Первое место службы было на Погодинке. Почему-то сердце грел историко-литературный факт: одна из сцен «Войны и мира», помнится, с Пьером Безуховым, во время пожара Москвы в 812 году, происходила «именно здесь». (Интересно, обсуждалось ли когда-нибудь, что аляповатость имен некоторых персонажей Толстого, имеющих черты лирического героя, – фамилия Болконский (полудетская-полубезумная орфоэпическая мутация), или сочетание салонного «Пьер» с брутальным «Безухов» может быть связана с переносом на свои художественные проекции известной тяжеловесности собственной фамилии?..)

Выходишь из стеклобетонного здания, где на энном этаже, от предбанника с лифтами, за урной с окурками направо – дупло, из ДСП: твой третьеразрядный НИИ… Идешь типа на-обед… а на самом деле, чтобы налиться, с приятелем-лаборантом, на соседней улице, под горло – тяжелым, как колода, пивом.
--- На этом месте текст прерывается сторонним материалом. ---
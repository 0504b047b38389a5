//! Documentation sync controller.
//!
//! Idempotent upsert of one documentation unit, keyed by `source_file`:
//!
//! ```text
//! validate ─▶ render ─▶ anchor ─▶ fingerprint ─▶ lookup ─┬─▶ skipped
//!                                                        └─▶ resolve term ─▶ write ─▶ associate ─▶ created | updated
//! ```
//!
//! Nothing is written before both tenant checks pass. When the stored
//! fingerprint matches and `force` is not set, the call returns `skipped`
//! without touching the store.
//!
//! The record write and the term association are separate writes. The
//! association is retried; if it still fails the stored fingerprint is
//! cleared, so the next sync of the same record is not skipped, and
//! [`SyncError::PartialWrite`] is returned with the written id.

use std::sync::Arc;
use std::time::Duration;

use tracing::{debug, error, info, warn};

use crate::config::DocsConfig;
use crate::error::SyncError;
use crate::fingerprint::record_fingerprint;
use crate::models::{DocumentRecord, StoredDocument, SyncAction, SyncOutcome};
use crate::render::MarkdownRenderer;
use crate::slug::{add_heading_anchors, slugify, HeadingAnchorSet};
use crate::store::{DocumentRepository, TaxonomyRepository};
use crate::tenant::TenantContext;
use crate::terms::PlatformTermResolver;

/// Where synced documents go and how association failures are retried.
#[derive(Debug, Clone)]
pub struct SyncSettings {
    pub site_id: i64,
    pub post_type: String,
    pub status: String,
    pub association_attempts: u32,
    pub association_backoff: Duration,
}

impl From<&DocsConfig> for SyncSettings {
    fn from(docs: &DocsConfig) -> Self {
        Self {
            site_id: docs.site_id,
            post_type: docs.post_type.clone(),
            status: docs.status.clone(),
            association_attempts: docs.association_attempts.max(1),
            association_backoff: Duration::from_millis(docs.association_backoff_ms),
        }
    }
}

/// Orchestrates renderer, hasher and repositories for one sync call.
///
/// Holds no per-call state; one instance serves every request.
pub struct SyncController {
    settings: SyncSettings,
    renderer: Arc<dyn MarkdownRenderer>,
    documents: Arc<dyn DocumentRepository>,
    terms: PlatformTermResolver,
}

impl SyncController {
    pub fn new(
        settings: SyncSettings,
        renderer: Arc<dyn MarkdownRenderer>,
        documents: Arc<dyn DocumentRepository>,
        taxonomy: Arc<dyn TaxonomyRepository>,
    ) -> Self {
        Self {
            settings,
            renderer,
            documents,
            terms: PlatformTermResolver::new(taxonomy),
        }
    }

    pub fn documents(&self) -> &Arc<dyn DocumentRepository> {
        &self.documents
    }

    /// Syncs one record. See the module docs for the full sequence.
    pub async fn sync(
        &self,
        ctx: &dyn TenantContext,
        record: DocumentRecord,
    ) -> Result<SyncOutcome, SyncError> {
        self.validate(ctx, &record)?;

        let content = self.render(&record.content_raw)?;
        let hash = record_fingerprint(&record);

        let existing = self
            .documents
            .find_by_external_key(&record.source_file)
            .await?;

        if let Some(existing) = &existing {
            if !record.force && existing.sync_hash == hash {
                let id = stored_id(existing)?;
                debug!(source_file = %record.source_file, id, "unchanged, skipping");
                return Ok(SyncOutcome::new(SyncAction::Skipped, id));
            }
        }

        let term_id = self.terms.resolve(&record.platform_slug).await?;

        let slug = if record.slug.trim().is_empty() {
            slugify(&record.title)
        } else {
            record.slug.clone()
        };

        let (action, existing_id) = match &existing {
            Some(doc) => (SyncAction::Updated, Some(stored_id(doc)?)),
            None => (SyncAction::Created, None),
        };

        let doc = StoredDocument {
            id: existing_id,
            source_file: record.source_file.clone(),
            title: record.title.clone(),
            slug,
            excerpt: record.excerpt.clone(),
            content,
            post_type: self.settings.post_type.clone(),
            status: self.settings.status.clone(),
            sync_hash: hash,
            sync_timestamp: record.timestamp.clone(),
            filesize: record.filesize,
        };

        let id = self.documents.upsert(&doc).await.map_err(|e| {
            error!(source_file = %record.source_file, error = %e, "document write rejected");
            SyncError::Persistence(e)
        })?;

        self.associate(id, term_id).await?;

        info!(
            source_file = %record.source_file,
            id,
            action = %action,
            platform = %record.platform_slug,
            "synced document"
        );
        Ok(SyncOutcome::new(action, id))
    }

    fn validate(&self, ctx: &dyn TenantContext, record: &DocumentRecord) -> Result<(), SyncError> {
        if !ctx.current_tenant_matches(self.settings.site_id) {
            return Err(SyncError::InvalidContext {
                designated: self.settings.site_id,
                actual: ctx
                    .current_site()
                    .map(|s| s.to_string())
                    .unwrap_or_else(|| "none".to_string()),
            });
        }
        if !ctx.post_type_registered(&self.settings.post_type) {
            return Err(SyncError::UnsupportedSchema(self.settings.post_type.clone()));
        }

        for (field, value) in [
            ("source_file", &record.source_file),
            ("title", &record.title),
            ("platform_slug", &record.platform_slug),
        ] {
            if value.trim().is_empty() {
                return Err(SyncError::Validation(format!("{} must not be empty", field)));
            }
        }
        Ok(())
    }

    fn render(&self, markdown: &str) -> Result<String, SyncError> {
        let html = self.renderer.render(markdown)?;
        let mut anchors = HeadingAnchorSet::new();
        Ok(add_heading_anchors(&html, &mut anchors))
    }

    async fn associate(&self, id: i64, term_id: i64) -> Result<(), SyncError> {
        let attempts = self.settings.association_attempts.max(1);
        let mut last_err = None;

        for attempt in 1..=attempts {
            if attempt > 1 {
                tokio::time::sleep(self.settings.association_backoff * (attempt - 1)).await;
            }
            match self.documents.set_terms(id, &[term_id]).await {
                Ok(()) => return Ok(()),
                Err(e) => {
                    warn!(id, attempt, attempts, error = %e, "platform association failed");
                    last_err = Some(e);
                }
            }
        }

        let source = match last_err {
            Some(e) => e,
            None => return Ok(()),
        };

        // Without a stored hash the next sync rewrites the record and
        // retries the association instead of skipping.
        if let Err(e) = self.documents.clear_fingerprint(id).await {
            error!(id, error = %e, "could not clear fingerprint after failed association");
        }
        Err(SyncError::PartialWrite { id, source })
    }
}

fn stored_id(doc: &StoredDocument) -> Result<i64, SyncError> {
    doc.id.ok_or_else(|| {
        SyncError::Persistence(crate::store::StoreError::Backend(format!(
            "stored document {} has no id",
            doc.source_file
        )))
    })
}
//! Explicit capability registry for delegated business logic.
//!
//! Several routes only forward to logic owned by sibling systems (name
//! generators, chat, stream status, bot verification, email, newsletter
//! sync). Each such piece of logic is a [`Capability`] registered by name
//! at startup. A route asks the [`CapabilityRegistry`] for its capability
//! and gets a typed [`SyncError::CapabilityUnavailable`] if nothing was
//! wired in.
//!
//! ```text
//! ┌────────────────────────────────────────┐
//! │           CapabilityRegistry           │
//! │  ┌────────────────┐ ┌───────────────┐  │
//! │  │ HttpCapability │ │  in-process   │  │
//! │  │ [capabilities] │ │  (embedder)   │  │
//! │  └────────────────┘ └───────────────┘  │
//! └───────────────────┬────────────────────┘
//!                     ▼
//!          server routes / contact intake
//! ```

use std::collections::BTreeMap;
use std::sync::Arc;
use std::time::Duration;

use anyhow::{bail, Result};
use async_trait::async_trait;
use serde_json::Value;
use tracing::debug;

use crate::config::{CapabilityConfig, Config};
use crate::error::SyncError;

/// Well-known capability names used by the built-in routes.
pub mod names {
    pub const BAND_NAME: &str = "band_name";
    pub const RAPPER_NAME: &str = "rapper_name";
    pub const CHAT: &str = "chat";
    pub const STREAM_STATUS: &str = "stream_status";
    pub const NEWSLETTER_SYNC: &str = "newsletter_sync";
    pub const TURNSTILE_VERIFY: &str = "turnstile_verify";
    pub const SEND_EMAIL: &str = "send_email";
}

/// A unit of delegated business logic.
///
/// # Example
///
/// ```rust
/// use async_trait::async_trait;
/// use anyhow::Result;
/// use serde_json::{json, Value};
/// use content_gateway::capabilities::Capability;
///
/// pub struct StaticStreamStatus;
///
/// #[async_trait]
/// impl Capability for StaticStreamStatus {
///     fn name(&self) -> &str { "stream_status" }
///
///     async fn invoke(&self, _params: Value) -> Result<Value> {
///         Ok(json!({ "live": false }))
///     }
/// }
/// ```
#[async_trait]
pub trait Capability: Send + Sync {
    /// Registry key, e.g. `"band_name"`.
    fn name(&self) -> &str;

    /// Runs the capability with the request's JSON parameters.
    async fn invoke(&self, params: Value) -> Result<Value>;
}

/// Forwards invocations as `POST <url>` with a JSON body.
pub struct HttpCapability {
    name: String,
    url: String,
    client: reqwest::Client,
}

impl HttpCapability {
    pub fn new(name: impl Into<String>, config: &CapabilityConfig) -> Result<Self> {
        let client = reqwest::Client::builder()
            .timeout(Duration::from_secs(config.timeout_secs))
            .build()?;
        Ok(Self {
            name: name.into(),
            url: config.url.clone(),
            client,
        })
    }
}

#[async_trait]
impl Capability for HttpCapability {
    fn name(&self) -> &str {
        &self.name
    }

    async fn invoke(&self, params: Value) -> Result<Value> {
        let response = self.client.post(&self.url).json(&params).send().await?;
        let status = response.status();
        if !status.is_success() {
            let body = response.text().await.unwrap_or_default();
            bail!("upstream returned {}: {}", status, body);
        }
        Ok(response.json().await?)
    }
}

/// Capabilities available to the running process, keyed by name.
#[derive(Clone, Default)]
pub struct CapabilityRegistry {
    capabilities: BTreeMap<String, Arc<dyn Capability>>,
}

impl CapabilityRegistry {
    pub fn new() -> Self {
        Self::default()
    }

    /// Registers an [`HttpCapability`] for every `[capabilities.<name>]` table.
    pub fn from_config(config: &Config) -> Result<Self> {
        let mut registry = Self::new();
        for (name, cfg) in &config.capabilities {
            registry.register(Arc::new(HttpCapability::new(name.clone(), cfg)?));
        }
        Ok(registry)
    }

    /// Registers a capability, replacing any previous one with the same name.
    pub fn register(&mut self, capability: Arc<dyn Capability>) {
        self.capabilities
            .insert(capability.name().to_string(), capability);
    }

    pub fn find(&self, name: &str) -> Option<Arc<dyn Capability>> {
        self.capabilities.get(name).cloned()
    }

    pub fn contains(&self, name: &str) -> bool {
        self.capabilities.contains_key(name)
    }

    /// Resolves `name`, failing with `CapabilityUnavailable` when absent.
    pub fn require(&self, name: &str) -> Result<Arc<dyn Capability>, SyncError> {
        self.find(name)
            .ok_or_else(|| SyncError::CapabilityUnavailable(name.to_string()))
    }

    /// Resolves and invokes `name`.
    pub async fn invoke(&self, name: &str, params: Value) -> Result<Value, SyncError> {
        let capability = self.require(name)?;
        debug!(capability = name, "invoking capability");
        capability
            .invoke(params)
            .await
            .map_err(|e| SyncError::Capability {
                name: name.to_string(),
                message: e.to_string(),
            })
    }

    pub fn names(&self) -> Vec<String> {
        self.capabilities.keys().cloned().collect()
    }

    pub fn is_empty(&self) -> bool {
        self.capabilities.is_empty()
    }

    pub fn len(&self) -> usize {
        self.capabilities.len()
    }
}

#[cfg(test)]
mod tests {
    use super::*;
    use serde_json::json;

    struct Echo;

    #[async_trait]
    impl Capability for Echo {
        fn name(&self) -> &str {
            "chat"
        }

        async fn invoke(&self, params: Value) -> Result<Value> {
            Ok(json!({ "echo": params }))
        }
    }

    struct Broken;

    #[async_trait]
    impl Capability for Broken {
        fn name(&self) -> &str {
            "band_name"
        }

        async fn invoke(&self, _params: Value) -> Result<Value> {
            bail!("generator exhausted")
        }
    }

    #[tokio::test]
    async fn test_missing_capability_is_typed() {
        let registry = CapabilityRegistry::new();
        let err = registry.invoke(names::CHAT, json!({})).await.unwrap_err();
        assert!(matches!(err, SyncError::CapabilityUnavailable(ref n) if n == "chat"));
        assert_eq!(err.code(), "capability_unavailable");
    }

    #[tokio::test]
    async fn test_registered_capability_invoked() {
        let mut registry = CapabilityRegistry::new();
        registry.register(Arc::new(Echo));
        assert!(registry.contains("chat"));
        let out = registry
            .invoke("chat", json!({ "message": "hi" }))
            .await
            .unwrap();
        assert_eq!(out, json!({ "echo": { "message": "hi" } }));
    }

    #[tokio::test]
    async fn test_failure_wrapped() {
        let mut registry = CapabilityRegistry::new();
        registry.register(Arc::new(Broken));
        let err = registry.invoke("band_name", json!({})).await.unwrap_err();
        assert_eq!(err.code(), "capability_error");
        assert!(err.to_string().contains("generator exhausted"));
    }

    #[test]
    fn test_names_sorted() {
        let mut registry = CapabilityRegistry::new();
        registry.register(Arc::new(Echo));
        registry.register(Arc::new(Broken));
        assert_eq!(registry.names(), vec!["band_name", "chat"]);
        assert_eq!(registry.len(), 2);
    }
}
Моросит, поддувает, саднит, куда-то тянет, но что-то не пускает… под ногами слякоть, на сердце лапоть, под шапкой перхоть, в мозгах мякоть… А тут, прямо под боком, несколько соседних домов – особнячки 18-го века, и как-то вот контекст возникает: Толстой, Отечественная война 1812 года, Кавалерист-Девица… – И словно поддел еще одни штаники (обычно – треники), и уже не так поддувает… (В школе учительница физики, она была родом из Архангельска, рассказывала, что в холодном-и-голодном детстве, во время последней Отечественной войны, она «бегала в школу» зимой через широкую ледяную Двину, обернув тело для тепла – старыми газетами…)

На той же Погодинке, напротив, чуть наискосок, какая-то крупная больница, откуда (образ, не знаю, справедливо ли, связался именно с этим местом) – выскочил на мороз без одежды Шукшин, махнув рукой на гардеробщицу, которая отказывалась отдать ему, больному, то есть разновидности зэка, пальто… – и в результате от переохлаждения умер.

Что-то тема холода – не проходит… Да, я попал туда осенью. Подхватил корь во время вступительных экзаменов в институт, пришлось пропускать год. Родители отправили меня работать – в середине сентября, прошло несколько дней после того, как мне уже исполнилось 17… Для поступления следующим летом нужна была справка не более чем о полугоде «трудового стажа»… Значит, у меня могло быть еще два-три месяца своей жизни: чтения, посещения вольнослушателем каких-то семинаров в МГУ, прогулок по осенним паркам с блокнотом, сигаретами и медитативным головокружением… (Лет в 14-15 перед тем, как наговаривать стихотворение, я тряс несколько минут головой, чтобы прийти в «нужное состояние» – смещения и гудения, как рой пчел на разоренной пасеке… но начиная с этой осени – механического «сбивания коктейля» уже не требовалось: лирический приход отныне всегда при мне: повышенное давление, возникшее как раз тогда, обеспечило чуть ли не постоянное ощущение уплывания почвы из-под ног и легкой тошноты – то есть полета…) Итак, уже в начале сентября – меня пристроили, то есть задвинули в строй: не столько – и не собственно – для моего блага, сколько для общего спокойствия. Интересно, что тут, как и в других частных случаях проявления общей модели поведения семьи, речь идет об опережающем коллаборационизме, с форой «на всякий случай», лояльности на пять с тремя плюсами. «Та сторона» – кивнет не без брезгливости и отвернется: «эти вне нашей большой игры»… «этим» же – только того и надо.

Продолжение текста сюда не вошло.